Esa misma noche, antes de acostarse, Abraham decidió no hacer sus oraciones, pues Dios seguramente lo reprendería por haber hecho entrar en su morada a aquel impío. Durante toda la noche se debatió pensando en si debía o no ponerse en la presencia del Altísimo. Por último, armándose de valor, levantó los brazos al cielo y dijo:
–Te pido perdón, Señor, por haber permitido que en esta tienda, en la que se adora tu nombre, hayan sido pronunciadas las terribles palabras que hoy has escuchado. Perdóname por no haber sido más celoso de tu gloria dejando con vida a ese mal nacido.

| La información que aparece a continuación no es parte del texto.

use crate::auth::store::CredentialStore;
use anyhow::Context;
use rusqlite::{params, Connection, OptionalExtension};
use std::path::Path;
use std::sync::{Mutex, MutexGuard};

/// SQLite-backed key/value state (tokens, verifier, preferences).
pub struct Storage {
    conn: Mutex<Connection>,
}

impl Storage {
    pub fn open(path: &Path) -> anyhow::Result<Self> {
        if let Some(parent) = path.parent() {
            std::fs::create_dir_all(parent)
                .with_context(|| format!("create dir {}", parent.display()))?;
        }

        let conn = Connection::open(path).with_context(|| format!("open {}", path.display()))?;
        Self::with_connection(conn)
    }

    #[cfg(test)]
    pub fn open_in_memory() -> anyhow::Result<Self> {
        Self::with_connection(Connection::open_in_memory().context("open in-memory db")?)
    }

    fn with_connection(conn: Connection) -> anyhow::Result<Self> {
        let s = Self {
            conn: Mutex::new(conn),
        };
        s.init_schema()?;
        Ok(s)
    }

    fn init_schema(&self) -> anyhow::Result<()> {
        self.conn()?
            .execute_batch(
                r#"
CREATE TABLE IF NOT EXISTS kv (
  key TEXT PRIMARY KEY,
  value TEXT NOT NULL,
  updated_at INTEGER NOT NULL
);
"#,
            )
            .context("init schema")?;
        Ok(())
    }

    fn conn(&self) -> anyhow::Result<MutexGuard<'_, Connection>> {
        self.conn
            .lock()
            .map_err(|_| anyhow::anyhow!("storage connection poisoned"))
    }
}

fn now_unix() -> i64 {
    time::OffsetDateTime::now_utc().unix_timestamp()
}

impl CredentialStore for Storage {
    fn get(&self, key: &str) -> anyhow::Result<Option<String>> {
        self.conn()?
            .query_row("SELECT value FROM kv WHERE key=?1", params![key], |row| {
                row.get(0)
            })
            .optional()
            .with_context(|| format!("read {key}"))
    }

    fn set(&self, key: &str, value: &str) -> anyhow::Result<()> {
        self.conn()?
            .execute(
                r#"
INSERT INTO kv(key, value, updated_at)
VALUES(?1, ?2, ?3)
ON CONFLICT(key) DO UPDATE SET
  value=excluded.value,
  updated_at=excluded.updated_at
"#,
                params![key, value, now_unix()],
            )
            .with_context(|| format!("write {key}"))?;
        Ok(())
    }

    fn remove(&self, key: &str) -> anyhow::Result<()> {
        self.conn()?
            .execute("DELETE FROM kv WHERE key=?1", params![key])
            .with_context(|| format!("remove {key}"))?;
        Ok(())
    }

    fn clear(&self) -> anyhow::Result<()> {
        let mut conn = self.conn()?;
        let tx = conn.transaction().context("begin clear")?;
        tx.execute("DELETE FROM kv", []).context("clear kv")?;
        tx.commit().context("commit clear")?;
        Ok(())
    }
}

Pero Dios, que escuchaba aquella oración –como las escucha todas–, la respondió así:

–Abraham, desde hace cincuenta años ese hombre no deja de maldecirme y de gritarme a la cara que soy injusto; sin embargo, todos los días, desde el primero hasta hoy, le he dado de comer y de beber. Tú, en cambio, que dices ser mi servidor, no has sido capaz de saciar su hambre ni siquiera una vez. ¿Te parece que has obrado como debías?

Hasta aquí la historia que leí hace muchos años no recuerdo dónde y que me gusta tanto. Me gusta porque hace ver quién es Dios mucho mejor que ciertos inteligentes y a veces difíciles tratados teológicos. En efecto, Dios es así: generoso. Nadie le gana en el arte de dar. Él, como dice el evangelio, “hace brillar su sol sobre justos y malvados” (Mateo 5,45) sin esperar que le agradezcan la luz ni el calor, y sin mandar después el recibo.
Abraham debió haber aprendido la lección: Dios, como dicen los jesuitas, como dijo San Ignacio, es semper maior, siempre mayor, siempre más grande de lo que estaríamos dispuestos a aceptar o a imaginar.

Saber por qué aquel hombre se expresaba así, averiguar los motivos por los que ofendía al Todopoderoso, eran cosas que no concernían a Moisés. En todo caso, Dios, que conoce el revés y el derecho de los corazones, lo sabía. Y además lo perdonaba dándole vida y alimento.

En su libro Cuentos judíos de siempre, Beatriz Borovich cuenta la misma leyenda, pero de otra manera; hela aquí: “Estando sentado frente a su tienda, Abraham vio que se acercaba un hombre muy cansado que vino a sentarse debajo del árbol donde él estaba. Se levantó a Abraham para invitar al viajero a que entrara en su tienda, para lavarse, descansar y comer. El forastero le dio las gracias, pero no quiso aceptar la hospitalidad. Sin embargo, Abraham insistió tanto que el forastero aceptó finalmente. Cuando hubo acabado de comer, Abraham le dijo: ‘Ahora da las gracias y la bendición al Eterno, Dios del cielo y de la tierra’. ‘No conozco a tu dios, dijo el forastero, y no bendeciré más que al mío’. Al oír tales palabras, Abraham le pidió que abandonara su tienda. Dios se enojó mucho con el proceder de Abraham y le dijo: ‘¡Cómo pudiste actuar así! Yo, que soy el Señor del mundo, pude mirar a ese hombre incrédulo durante muchos años con paciencia. Lo alimenté y lo vestí y le di todo lo que necesitaba. Pero tú no pudiste aguantarlo ni por un breve rato porque no comparte tu fe’”.

A Abraham no le tocaba sino ofrecer sus dones y dejar partir luego al pordiosero (o viajero) en silencio. Así como la fe es un misterio, así lo es también la rebelión, aunque en sentido contrario. Abraham era rico: ¿cómo podía comprender el dolor y la queja del pobre? Por lo tanto, a él sólo le tocaba dar. El resto era cosa de Dios, que todo lo sabe y todo lo comprende.